Review the material and extract every line in which the word "debug" occurs.

[Start of section]

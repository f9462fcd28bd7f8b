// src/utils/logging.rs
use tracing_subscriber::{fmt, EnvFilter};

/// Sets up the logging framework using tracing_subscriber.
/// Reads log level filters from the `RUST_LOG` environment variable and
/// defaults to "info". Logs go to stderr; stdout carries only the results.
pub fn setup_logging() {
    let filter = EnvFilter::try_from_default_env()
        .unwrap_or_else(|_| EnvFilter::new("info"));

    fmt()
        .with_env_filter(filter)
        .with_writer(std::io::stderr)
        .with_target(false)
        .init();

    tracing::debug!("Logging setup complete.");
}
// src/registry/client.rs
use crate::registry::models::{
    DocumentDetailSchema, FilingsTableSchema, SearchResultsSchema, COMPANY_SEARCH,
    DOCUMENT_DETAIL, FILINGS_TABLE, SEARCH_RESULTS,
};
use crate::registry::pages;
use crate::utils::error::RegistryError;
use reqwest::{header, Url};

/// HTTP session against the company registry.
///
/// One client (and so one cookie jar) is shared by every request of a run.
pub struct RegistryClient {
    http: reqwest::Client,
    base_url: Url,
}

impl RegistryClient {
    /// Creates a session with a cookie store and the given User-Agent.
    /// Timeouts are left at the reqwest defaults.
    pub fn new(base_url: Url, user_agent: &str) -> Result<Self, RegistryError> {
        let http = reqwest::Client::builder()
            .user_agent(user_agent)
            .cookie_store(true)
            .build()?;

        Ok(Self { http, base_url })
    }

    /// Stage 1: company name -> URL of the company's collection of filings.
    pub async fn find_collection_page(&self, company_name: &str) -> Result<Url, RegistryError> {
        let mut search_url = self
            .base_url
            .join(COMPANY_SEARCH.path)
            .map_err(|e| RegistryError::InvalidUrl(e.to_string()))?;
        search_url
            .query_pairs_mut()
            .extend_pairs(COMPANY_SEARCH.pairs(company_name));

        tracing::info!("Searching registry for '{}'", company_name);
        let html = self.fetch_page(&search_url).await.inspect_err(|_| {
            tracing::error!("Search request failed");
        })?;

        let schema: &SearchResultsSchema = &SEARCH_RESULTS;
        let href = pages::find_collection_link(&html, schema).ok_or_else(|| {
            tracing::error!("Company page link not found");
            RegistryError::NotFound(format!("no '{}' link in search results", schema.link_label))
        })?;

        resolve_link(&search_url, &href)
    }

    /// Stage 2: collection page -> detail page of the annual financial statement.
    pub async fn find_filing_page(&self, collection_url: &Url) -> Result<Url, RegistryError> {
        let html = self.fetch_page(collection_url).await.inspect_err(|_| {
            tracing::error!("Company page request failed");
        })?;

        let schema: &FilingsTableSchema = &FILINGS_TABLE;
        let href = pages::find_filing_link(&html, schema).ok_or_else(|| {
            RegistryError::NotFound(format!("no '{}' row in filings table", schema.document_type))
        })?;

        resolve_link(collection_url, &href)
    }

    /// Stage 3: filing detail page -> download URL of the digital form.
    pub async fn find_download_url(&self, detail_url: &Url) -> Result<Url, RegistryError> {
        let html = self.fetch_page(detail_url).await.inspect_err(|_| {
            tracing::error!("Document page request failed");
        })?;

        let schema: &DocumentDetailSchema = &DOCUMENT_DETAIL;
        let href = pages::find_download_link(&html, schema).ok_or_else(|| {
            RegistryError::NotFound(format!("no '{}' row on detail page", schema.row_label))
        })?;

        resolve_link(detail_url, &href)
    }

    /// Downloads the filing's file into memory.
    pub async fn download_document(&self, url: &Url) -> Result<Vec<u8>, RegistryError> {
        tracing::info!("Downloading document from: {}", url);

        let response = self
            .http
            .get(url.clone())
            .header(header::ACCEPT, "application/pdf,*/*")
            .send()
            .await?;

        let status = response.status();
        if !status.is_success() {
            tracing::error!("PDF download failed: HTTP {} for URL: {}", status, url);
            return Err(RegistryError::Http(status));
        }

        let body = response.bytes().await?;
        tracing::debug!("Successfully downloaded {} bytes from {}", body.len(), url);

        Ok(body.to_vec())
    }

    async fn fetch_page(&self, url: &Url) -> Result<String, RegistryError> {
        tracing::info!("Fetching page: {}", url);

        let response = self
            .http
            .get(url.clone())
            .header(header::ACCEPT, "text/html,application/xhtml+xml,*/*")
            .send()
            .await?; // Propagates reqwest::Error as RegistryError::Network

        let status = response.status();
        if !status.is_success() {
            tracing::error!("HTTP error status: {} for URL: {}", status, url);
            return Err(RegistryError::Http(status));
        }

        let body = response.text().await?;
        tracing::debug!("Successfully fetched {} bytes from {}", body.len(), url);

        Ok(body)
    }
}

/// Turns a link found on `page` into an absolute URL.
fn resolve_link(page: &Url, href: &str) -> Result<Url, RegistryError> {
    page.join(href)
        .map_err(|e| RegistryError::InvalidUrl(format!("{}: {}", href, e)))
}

[End of section]

-- Task result --
    tracing::debug!("Logging setup complete.");
        tracing::debug!("Successfully downloaded {} bytes from {}", body.len(), url);
        tracing::debug!("Successfully fetched {} bytes from {}", body.len(), url);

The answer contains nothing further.